(Dataset entries)
◆ ◆ ◆ ◆ ◆ ◆ ◆

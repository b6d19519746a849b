//! Driving port for recipe writes.

use async_trait::async_trait;

use crate::domain::{Error, Recipe, RecipeDraft, RecipeId};

#[async_trait]
pub trait RecipesCommand: Send + Sync {
    /// Store a new recipe; submitted ingredient ids are ignored.
    async fn create_recipe(&self, draft: RecipeDraft) -> Result<Recipe, Error>;

    /// Replace fields and reconcile ingredients atomically.
    async fn update_recipe(&self, id: RecipeId, draft: RecipeDraft) -> Result<Recipe, Error>;

    /// Delete the recipe together with its ingredients.
    async fn delete_recipe(&self, id: RecipeId) -> Result<(), Error>;
}
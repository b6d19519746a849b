//! Async connection pool for Diesel PostgreSQL connections.
//!
//! Wraps `diesel-async` and `bb8`. Each repository call checks out one
//! connection, runs its transaction, and returns the connection on drop.

use std::time::Duration;

use diesel_async::AsyncPgConnection;
use diesel_async::pooled_connection::AsyncDieselConnectionManager;
use diesel_async::pooled_connection::bb8::{Pool, PooledConnection};

/// Default upper bound on open connections.
pub const DEFAULT_POOL_MAX_SIZE: u32 = 10;

/// Errors raised while building the pool or checking out a connection.
#[derive(Debug, Clone, PartialEq, Eq, thiserror::Error)]
pub enum PoolError {
    #[error("failed to get connection from pool: {message}")]
    Checkout { message: String },

    #[error("failed to build connection pool: {message}")]
    Build { message: String },
}

impl PoolError {
    pub fn checkout(message: impl Into<String>) -> Self {
        Self::Checkout {
            message: message.into(),
        }
    }

    pub fn build(message: impl Into<String>) -> Self {
        Self::Build {
            message: message.into(),
        }
    }

    /// Underlying driver message.
    pub fn into_message(self) -> String {
        match self {
            Self::Checkout { message } | Self::Build { message } => message,
        }
    }
}

/// Connection pool settings.
///
/// # Example
///
/// ```
/// use std::time::Duration;
/// use food_api::outbound::persistence::PoolConfig;
///
/// let config = PoolConfig::new("postgres://food@localhost/food")
///     .with_max_size(4)
///     .with_connection_timeout(Duration::from_secs(5));
/// assert_eq!(config.max_size(), 4);
/// ```
#[derive(Debug, Clone)]
pub struct PoolConfig {
    database_url: String,
    max_size: u32,
    connection_timeout: Duration,
}

impl PoolConfig {
    /// Defaults: 10 connections, 30 second checkout timeout.
    pub fn new(database_url: impl Into<String>) -> Self {
        Self {
            database_url: database_url.into(),
            max_size: DEFAULT_POOL_MAX_SIZE,
            connection_timeout: Duration::from_secs(30),
        }
    }

    pub fn with_max_size(mut self, max_size: u32) -> Self {
        self.max_size = max_size.max(1);
        self
    }

    pub fn with_connection_timeout(mut self, timeout: Duration) -> Self {
        self.connection_timeout = timeout;
        self
    }

    pub fn database_url(&self) -> &str {
        &self.database_url
    }

    pub fn max_size(&self) -> u32 {
        self.max_size
    }
}

/// Shared handle to the bb8 pool. Cloning is cheap.
#[derive(Clone)]
pub struct DbPool {
    inner: Pool<AsyncPgConnection>,
}

impl DbPool {
    /// Build the pool and open its first connection.
    ///
    /// # Errors
    ///
    /// Returns [`PoolError::Build`] when the URL is invalid or the database
    /// is unreachable.
    pub async fn new(config: PoolConfig) -> Result<Self, PoolError> {
        let manager = AsyncDieselConnectionManager::<AsyncPgConnection>::new(&config.database_url);

        let pool = Pool::builder()
            .max_size(config.max_size)
            .connection_timeout(config.connection_timeout)
            .build(manager)
            .await
            .map_err(|err| PoolError::build(err.to_string()))?;

        Ok(Self { inner: pool })
    }

    /// Check out a connection, waiting at most the configured timeout.
    pub async fn get(&self) -> Result<PooledConnection<'_, AsyncPgConnection>, PoolError> {
        self.inner
            .get()
            .await
            .map_err(|err| PoolError::checkout(err.to_string()))
    }
}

◆ ◆ ◆ ◆ ◆ ◆ ◆

● PROBLEM STATEMENT
Every entry shown above should be transcribed without alteration.

● RESULT
repository b6d19519746a849b
//! Driving port for recipe writes.

use async_trait::async_trait;

use crate::domain::{Error, Recipe, RecipeDraft, RecipeId};

#[async_trait]
pub trait RecipesCommand: Send + Sync {
    /// Store a new recipe; submitted ingredient ids are ignored.
    async fn create_recipe(&self, draft: RecipeDraft) -> Result<Recipe, Error>;

    /// Replace fields and reconcile ingredients atomically.
    async fn update_recipe(&self, id: RecipeId, draft: RecipeDraft) -> Result<Recipe, Error>;

    /// Delete the recipe together with its ingredients.
    async fn delete_recipe(&self, id: RecipeId) -> Result<(), Error>;
}
repository b6d19519746a849b
//! Async connection pool for Diesel PostgreSQL connections.
//!
//! Wraps `diesel-async` and `bb8`. Each repository call checks out one
//! connection, runs its transaction, and returns the connection on drop.

use std::time::Duration;

use diesel_async::AsyncPgConnection;
use diesel_async::pooled_connection::AsyncDieselConnectionManager;
use diesel_async::pooled_connection::bb8::{Pool, PooledConnection};

/// Default upper bound on open connections.
pub const DEFAULT_POOL_MAX_SIZE: u32 = 10;

/// Errors raised while building the pool or checking out a connection.
#[derive(Debug, Clone, PartialEq, Eq, thiserror::Error)]
pub enum PoolError {
    #[error("failed to get connection from pool: {message}")]
    Checkout { message: String },

    #[error("failed to build connection pool: {message}")]
    Build { message: String },
}

impl PoolError {
    pub fn checkout(message: impl Into<String>) -> Self {
        Self::Checkout {
            message: message.into(),
        }
    }

    pub fn build(message: impl Into<String>) -> Self {
        Self::Build {
            message: message.into(),
        }
    }

    /// Underlying driver message.
    pub fn into_message(self) -> String {
        match self {
            Self::Checkout { message } | Self::Build { message } => message,
        }
    }
}

/// Connection pool settings.
///
/// # Example
///
/// ```
/// use std::time::Duration;
/// use food_api::outbound::persistence::PoolConfig;
///
/// let config = PoolConfig::new("postgres://food@localhost/food")
///     .with_max_size(4)
///     .with_connection_timeout(Duration::from_secs(5));
/// assert_eq!(config.max_size(), 4);
/// ```
#[derive(Debug, Clone)]
pub struct PoolConfig {
    database_url: String,
    max_size: u32,
    connection_timeout: Duration,
}

impl PoolConfig {
    /// Defaults: 10 connections, 30 second checkout timeout.
    pub fn new(database_url: impl Into<String>) -> Self {
        Self {
            database_url: database_url.into(),
            max_size: DEFAULT_POOL_MAX_SIZE,
            connection_timeout: Duration::from_secs(30),
        }
    }

    pub fn with_max_size(mut self, max_size: u32) -> Self {
        self.max_size = max_size.max(1);
        self
    }

    pub fn with_connection_timeout(mut self, timeout: Duration) -> Self {
        self.connection_timeout = timeout;
        self
    }

    pub fn database_url(&self) -> &str {
        &self.database_url
    }

    pub fn max_size(&self) -> u32 {
        self.max_size
    }
}

/// Shared handle to the bb8 pool. Cloning is cheap.
#[derive(Clone)]
pub struct DbPool {
    inner: Pool<AsyncPgConnection>,
}

impl DbPool {
    /// Build the pool and open its first connection.
    ///
    /// # Errors
    ///
    /// Returns [`PoolError::Build`] when the URL is invalid or the database
    /// is unreachable.
    pub async fn new(config: PoolConfig) -> Result<Self, PoolError> {
        let manager = AsyncDieselConnectionManager::<AsyncPgConnection>::new(&config.database_url);

        let pool = Pool::builder()
            .max_size(config.max_size)
            .connection_timeout(config.connection_timeout)
            .build(manager)
            .await
            .map_err(|err| PoolError::build(err.to_string()))?;

        Ok(Self { inner: pool })
    }

    /// Check out a connection, waiting at most the configured timeout.
    pub async fn get(&self) -> Result<PooledConnection<'_, AsyncPgConnection>, PoolError> {
        self.inner
            .get()
            .await
            .map_err(|err| PoolError::checkout(err.to_string()))
    }
}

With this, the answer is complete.